Mindfulness tells of the world around us that we often miss or the beauty of the most mundane things. Yosa Buson contributes:

Coolness —
the sound of the bell
as it leaves the bell

These are poems intended to make the reader aware of the things and life around him that he rarely sees or notices. Frank O’Hara in a “Step Away from Them” is a recording of his experience during a lunch time walk. There are things that we pay no mind to like the Coke in a construction worker’s hands, stray cats, and people and posters on the street. This is perhaps the most enlightening section of the collection. We are so caught up in our own life, or now our phones, we do not notice what is right in front of us.
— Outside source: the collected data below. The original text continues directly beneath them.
use super::*;

use crate::{event_channel, test_support::FakeApi};

fn login_flow(api: &Arc<FakeApi>, events: broadcast::Sender<ClientEvent>) -> LoginFlow {
    let api: Arc<dyn MessagingApi> = Arc::clone(api) as Arc<dyn MessagingApi>;
    LoginFlow::new(api, Scheduler::current(), events)
}

fn registration_flow(api: &Arc<FakeApi>) -> RegistrationFlow {
    let api: Arc<dyn MessagingApi> = Arc::clone(api) as Arc<dyn MessagingApi>;
    RegistrationFlow::new(api, Scheduler::current(), event_channel())
}

async fn fill(form: &LiveForm, values: &[(&str, &str)]) {
    for (id, value) in values {
        form.input(id, *value).await;
    }
    tokio::time::sleep(Duration::from_millis(350)).await;
}

#[test]
fn flash_messages_are_recognised_exactly() {
    assert_eq!(
        Flash::from_message("  Registration successful! "),
        Some(Flash::RegistrationSucceeded)
    );
    assert_eq!(
        Flash::from_message("Your session has expired. Please log in again."),
        Some(Flash::SessionExpired)
    );
    assert_eq!(Flash::from_message("Welcome"), None);
}

#[tokio::test(start_paused = true)]
async fn banner_hides_after_three_seconds() {
    let events = event_channel();
    let mut rx = events.subscribe();
    let slot = BannerSlot::new(Scheduler::current(), events);

    slot.show(Banner::warning("nope"), BANNER_DURATION);
    assert_eq!(slot.current(), Some(Banner::warning("nope")));

    tokio::time::sleep(Duration::from_millis(2990)).await;
    assert!(slot.current().is_some());
    tokio::time::sleep(Duration::from_millis(20)).await;
    assert_eq!(slot.current(), None);

    assert!(matches!(rx.recv().await, Ok(ClientEvent::Banner(Some(_)))));
    assert!(matches!(rx.recv().await, Ok(ClientEvent::Banner(None))));
}

#[tokio::test(start_paused = true)]
async fn newer_banner_restarts_the_hide_timer() {
    let slot = BannerSlot::new(Scheduler::current(), event_channel());

    slot.show(Banner::warning("first"), BANNER_DURATION);
    tokio::time::sleep(Duration::from_secs(2)).await;
    slot.show(Banner::warning("second"), BANNER_DURATION);
    tokio::time::sleep(Duration::from_secs(2)).await;

    assert_eq!(slot.current(), Some(Banner::warning("second")));
    tokio::time::sleep(Duration::from_millis(1100)).await;
    assert_eq!(slot.current(), None);
}

#[tokio::test(start_paused = true)]
async fn login_posts_trimmed_credentials_and_follows_redirect() {
    let api = Arc::new(FakeApi::default());
    let events = event_channel();
    let mut rx = events.subscribe();
    let flow = login_flow(&api, events);

    // Leading space fails validation, so submit is refused outright.
    fill(flow.form(), &[(fields::USERNAME, "jane"), (fields::PASSWORD, " secret")]).await;
    assert_eq!(flow.submit().await, None);
    assert!(api.logins.lock().expect("logins").is_empty());

    fill(flow.form(), &[(fields::PASSWORD, "secret")]).await;
    assert_eq!(flow.submit().await, Some(Navigation::Inbox));

    let logins = api.logins.lock().expect("logins").clone();
    assert_eq!(logins.len(), 1);
    assert_eq!(logins[0].username, "jane");
    assert_eq!(logins[0].password, "secret");

    let mut navigated = None;
    while let Ok(event) = rx.try_recv() {
        if let ClientEvent::Navigate(target) = event {
            navigated = Some(target);
        }
    }
    assert_eq!(navigated, Some(Navigation::Inbox));
}

#[tokio::test(start_paused = true)]
async fn rejected_login_shows_server_message_in_banner() {
    let api = Arc::new(FakeApi::default());
    let flow = login_flow(&api, event_channel());

    fill(flow.form(), &[(fields::USERNAME, "jane"), (fields::PASSWORD, "wrong")]).await;
    assert_eq!(flow.submit().await, None);
    assert_eq!(
        flow.banner(),
        Some(Banner::warning("Invalid username or password"))
    );

    tokio::time::sleep(BANNER_DURATION + Duration::from_millis(10)).await;
    assert_eq!(flow.banner(), None);
}

#[tokio::test(start_paused = true)]
async fn flash_after_registration_stays_five_seconds() {
    let api = Arc::new(FakeApi::default());
    let flow = login_flow(&api, event_channel());

    flow.load(Some("Registration successful!"))
        .await
        .expect("load");
    assert_eq!(
        flow.banner(),
        Some(Banner::success("Registration successful!"))
    );

    tokio::time::sleep(Duration::from_millis(4000)).await;
    assert!(flow.banner().is_some());
    tokio::time::sleep(Duration::from_millis(1100)).await;
    assert_eq!(flow.banner(), None);

    assert!(!flow.show_flash("something else"));
    assert_eq!(flow.banner(), None);
}

#[tokio::test(start_paused = true)]
async fn registration_success_returns_to_login() {
    let api = Arc::new(FakeApi::default());
    let flow = registration_flow(&api);

    fill(
        flow.form(),
        &[
            (fields::USERNAME, "zoe"),
            (fields::FIRST_NAME, "Zoë"),
            (fields::LAST_NAME, "Müller"),
            (fields::PASSWORD, "hunter2"),
        ],
    )
    .await;
    assert_eq!(flow.submit().await, Some(Navigation::Login));
    assert_eq!(
        flow.banner(),
        Some(Banner::success("Registration successful!"))
    );

    let registrations = api.registrations.lock().expect("registrations").clone();
    assert_eq!(registrations.len(), 1);
    assert_eq!(registrations[0].first_name, "Zoë");
    assert_eq!(registrations[0].last_name, "Müller");
}

#[tokio::test(start_paused = true)]
async fn taken_username_keeps_registration_open() {
    let api = Arc::new(FakeApi::default());
    let flow = registration_flow(&api);

    fill(
        flow.form(),
        &[
            (fields::USERNAME, "taken"),
            (fields::FIRST_NAME, "Ann"),
            (fields::LAST_NAME, "Other"),
            (fields::PASSWORD, "pw"),
        ],
    )
    .await;
    assert_eq!(flow.submit().await, None);
    assert_eq!(flow.banner(), Some(Banner::warning(REGISTRATION_FAILED)));
}

#[tokio::test]
async fn registration_refuses_incomplete_form() {
    let api = Arc::new(FakeApi::default());
    let flow = registration_flow(&api);

    flow.form().input(fields::USERNAME, "zoe").await;
    assert_eq!(flow.submit().await, None);
    assert!(api.registrations.lock().expect("registrations").is_empty());
    assert_eq!(flow.go_to_login(), Navigation::Login);
}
Joy is self-explanatory. There is the joy in watching children imitate cranes or sitting beneath a tree or under the moon. Whitman tells of a lecture by a learned astronomer who talks with columns of figures and diagrams. Whitman, discouraged by this, walks out and takes in the night sky in all its visual wonder and enjoys it in silence. Fernando Pessoa writes:

On those for whom happiness
Is the sun, night will fall.
But those who hope for nothing
Are glad for whatever comes.

The Poetry of Impermanence is a thought-provoking collection designed to make the reader think and in many instances simplify and slow down. The appendix also includes short biographies of all the poets along with a source guide for all the poems used in the collection. The collection uses many sources to show that the Buddhist truths, like many things, are all around us if we take the time to notice. A well-done selection with poems from many different sources converging on three simple points.